From the material below, list every line containing "TimedOut".
□ □ □ □ □
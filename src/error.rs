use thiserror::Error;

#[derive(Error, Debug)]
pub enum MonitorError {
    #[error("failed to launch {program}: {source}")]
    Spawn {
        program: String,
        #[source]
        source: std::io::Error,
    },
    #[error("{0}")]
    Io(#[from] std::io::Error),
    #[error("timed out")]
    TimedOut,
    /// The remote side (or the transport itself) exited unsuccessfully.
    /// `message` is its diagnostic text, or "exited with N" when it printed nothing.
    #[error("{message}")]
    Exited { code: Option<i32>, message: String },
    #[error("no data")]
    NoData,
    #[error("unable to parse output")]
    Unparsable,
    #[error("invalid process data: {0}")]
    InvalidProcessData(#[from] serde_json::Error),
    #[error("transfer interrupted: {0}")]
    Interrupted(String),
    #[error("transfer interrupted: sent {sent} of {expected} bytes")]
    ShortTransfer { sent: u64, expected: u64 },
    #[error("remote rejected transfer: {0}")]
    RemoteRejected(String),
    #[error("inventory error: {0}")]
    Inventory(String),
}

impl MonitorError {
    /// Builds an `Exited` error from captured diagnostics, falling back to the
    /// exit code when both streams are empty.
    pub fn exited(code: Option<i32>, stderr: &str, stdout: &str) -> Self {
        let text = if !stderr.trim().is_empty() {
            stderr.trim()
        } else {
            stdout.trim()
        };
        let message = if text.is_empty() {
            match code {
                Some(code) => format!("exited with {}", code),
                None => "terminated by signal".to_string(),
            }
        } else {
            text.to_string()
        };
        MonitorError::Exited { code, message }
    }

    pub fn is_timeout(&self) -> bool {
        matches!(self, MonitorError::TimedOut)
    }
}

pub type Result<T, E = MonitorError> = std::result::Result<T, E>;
□ □ □ □ □
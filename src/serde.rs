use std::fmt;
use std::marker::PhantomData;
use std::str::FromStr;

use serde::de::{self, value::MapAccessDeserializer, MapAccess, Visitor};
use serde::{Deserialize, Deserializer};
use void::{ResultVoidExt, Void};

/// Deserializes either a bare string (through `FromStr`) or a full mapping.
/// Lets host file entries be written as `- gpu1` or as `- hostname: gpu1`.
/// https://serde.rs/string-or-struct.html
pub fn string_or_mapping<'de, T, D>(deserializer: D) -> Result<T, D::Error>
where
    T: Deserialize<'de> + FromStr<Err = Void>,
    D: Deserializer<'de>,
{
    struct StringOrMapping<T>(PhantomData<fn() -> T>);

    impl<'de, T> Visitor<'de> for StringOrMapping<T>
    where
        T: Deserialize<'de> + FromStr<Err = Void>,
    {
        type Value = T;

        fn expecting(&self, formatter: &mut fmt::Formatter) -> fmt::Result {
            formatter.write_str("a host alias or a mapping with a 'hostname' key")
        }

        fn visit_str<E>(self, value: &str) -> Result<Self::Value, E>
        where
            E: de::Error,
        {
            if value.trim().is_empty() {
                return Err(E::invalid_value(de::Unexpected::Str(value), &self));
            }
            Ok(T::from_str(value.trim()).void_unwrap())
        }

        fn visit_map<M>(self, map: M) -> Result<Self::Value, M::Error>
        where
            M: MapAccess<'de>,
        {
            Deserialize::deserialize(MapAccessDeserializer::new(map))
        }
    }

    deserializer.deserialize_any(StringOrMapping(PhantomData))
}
□ □ □ □ □
TASK RESULT –
    TimedOut,
        matches!(self, MonitorError::TimedOut)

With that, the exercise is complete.